- _Exercise directions_
Search the listing below for lines containing the string "sequence". Reply with their count only.

- _Data under study_
:::

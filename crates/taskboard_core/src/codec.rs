//! Persisted board document encoding.
//!
//! # Responsibility
//! - Serialize the full board sequence into one JSON text blob.
//! - Reconstruct exactly the same sequence from that blob.
//!
//! # Invariants
//! - The document is a JSON array of board objects in display order.
//! - Colors are stored as signed ARGB integers (see `model::color`).
//! - Decoding never partially succeeds: any malformed board rejects the
//!   whole document.

use crate::model::board::Board;
use std::error::Error;
use std::fmt::{Display, Formatter};

pub type CodecResult<T> = Result<T, CodecError>;

#[derive(Debug)]
pub enum CodecError {
    Encode(serde_json::Error),
    Decode(serde_json::Error),
}

impl Display for CodecError {
    fn fmt(&self, f: &mut Formatter<'_>) -> std::fmt::Result {
        match self {
            Self::Encode(err) => write!(f, "failed to encode board document: {err}"),
            Self::Decode(err) => write!(f, "failed to decode board document: {err}"),
        }
    }
}

impl Error for CodecError {
    fn source(&self) -> Option<&(dyn Error + 'static)> {
        match self {
            Self::Encode(err) | Self::Decode(err) => Some(err),
        }
    }
}

/// Encodes the full board sequence as a JSON document.
pub fn encode_boards(boards: &[Board]) -> CodecResult<String> {
    serde_json::to_string(boards).map_err(CodecError::Encode)
}

/// Decodes a JSON document produced by [`encode_boards`].
pub fn decode_boards(document: &str) -> CodecResult<Vec<Board>> {
    serde_json::from_str(document).map_err(CodecError::Decode)
}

:::

- _Response to the task_
3